News & Politics

Dirty Business: China's Dominant Coal-Fired Solar Panel Industry Belches More Net Carbon Than Oil or Gas

(AP Photo/Susan Montoya Bryan,File)

The Biden administration has approved a massive solar power project in California that will produce enough power to electrify 90,000 homes. That’s the good news. The bad news is that producing the solar panels in China using coal-fired electrical power plants to generate electricity will produce almost as much CO2 as the fossil fuel plants the solar power is supposed to replace.

Manufacturing solar panels is a dirty business. Starting with the raw mineral quartz, the refining process produces a highly toxic substance, silicon tetrachloride, that some manufacturers simply end up dumping. Huge amounts of power and heat must be used to manufacture the photovoltaic cells.

Since most solar cells in the west are manufactured in China, that heat and power are generated by coal-fired electricity. Maybe someone should ask why we’re buying solar cells to save the planet from carbon pollution when the process of making them not only poisons the earth but dumps as much carbon into the atmosphere as energy produced solely by fossil fuels.

Wall Street Journal:

Producing a solar panel in China creates around twice as much carbon dioxide as making it in Europe, said Fengqi You, professor of energy systems engineering at Cornell University. In some countries or regions that don’t rely heavily on fossil fuels for electricity generation, such as Norway and France, installing a high-carbon, Chinese-made solar panel might not reduce emissions at all, Mr. You said.

“Yes, we are clean” in the West, said Mr. You. “But then the process of getting these panels from another country—China now, maybe somewhere else later—produces a lot of emissions.”

It’s true that after a few years of operation, a solar panel will eventually lead to a net reduction in carbon emissions compared to power generated by fossil fuels. But is the loss in efficient generation of power worth the difference?

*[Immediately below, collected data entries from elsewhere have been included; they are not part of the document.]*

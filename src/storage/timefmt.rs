//! Timestamp format shared by every state file: `%Y-%m-%d %H:%M:%S`, local
//! time, second precision. RFC 3339 is accepted on read.

use chrono::{DateTime, Local, NaiveDateTime, SubsecRound};

pub const FORMAT: &str = "%Y-%m-%d %H:%M:%S";

/// Current local time truncated to whole seconds, so that it survives a
/// write/read cycle unchanged.
pub fn now() -> NaiveDateTime {
    Local::now().naive_local().trunc_subsecs(0)
}

pub fn format(ts: &NaiveDateTime) -> String {
    ts.format(FORMAT).to_string()
}

pub fn parse(raw: &str) -> Option<NaiveDateTime> {
    let raw = raw.trim();
    NaiveDateTime::parse_from_str(raw, FORMAT)
        .ok()
        .or_else(|| {
            DateTime::parse_from_rfc3339(raw)
                .ok()
                .map(|dt| dt.with_timezone(&Local).naive_local().trunc_subsecs(0))
        })
}

/// serde adapter for `Option<NaiveDateTime>`. Null and empty strings read as
/// `None`.
pub mod option {
    use super::{format, parse};
    use chrono::NaiveDateTime;
    use serde::{de::Error, Deserialize, Deserializer, Serializer};

    pub fn serialize<S>(value: &Option<NaiveDateTime>, serializer: S) -> Result<S::Ok, S::Error>
    where
        S: Serializer,
    {
        match value {
            Some(ts) => serializer.serialize_str(&format(ts)),
            None => serializer.serialize_none(),
        }
    }

    pub fn deserialize<'de, D>(deserializer: D) -> Result<Option<NaiveDateTime>, D::Error>
    where
        D: Deserializer<'de>,
    {
        let raw: Option<String> = Option::deserialize(deserializer)?;
        match raw {
            None => Ok(None),
            Some(s) if s.trim().is_empty() => Ok(None),
            Some(s) => parse(&s)
                .map(Some)
                .ok_or_else(|| D::Error::custom(format!("unrecognised timestamp: {s}"))),
        }
    }
}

The dilemma is becoming more apparent as world leaders prepare to meet in Glasgow, Scotland, in November to make a new push to reduce greenhouse gas emissions. Part of that effort involves coaxing China, the world’s largest emitter, to shift away from coal-burning electricity to slash emissions even as the West gorges on Chinese gear from solar panels to lightweight aluminum for electric vehicles. At a July meeting of environment ministers from the Group of 20 leading economies, China and India blocked an agreement to phase out coal-fired electricity.

Finding alternatives won’t be easy. China’s surging and cheaper polysilicon production has harmed U.S. producers, forcing the shutdown of several factories that use power sources with lower carbon emissions than Chinese producers.  Wacker Chemie AG , the West’s largest producer of solar-grade polysilicon, pays up to four times as much for power at its factories in Germany compared with Chinese producers in Xinjiang, said company spokesman Christof Bachmair.

China has engaged in unfair trading practices to gain a massive advantage in the solar market. They have kept prices artificially low for the vital material polysilicon — essential to producing all solar power — which has virtually destroyed the once-vibrant U.S. solar industry.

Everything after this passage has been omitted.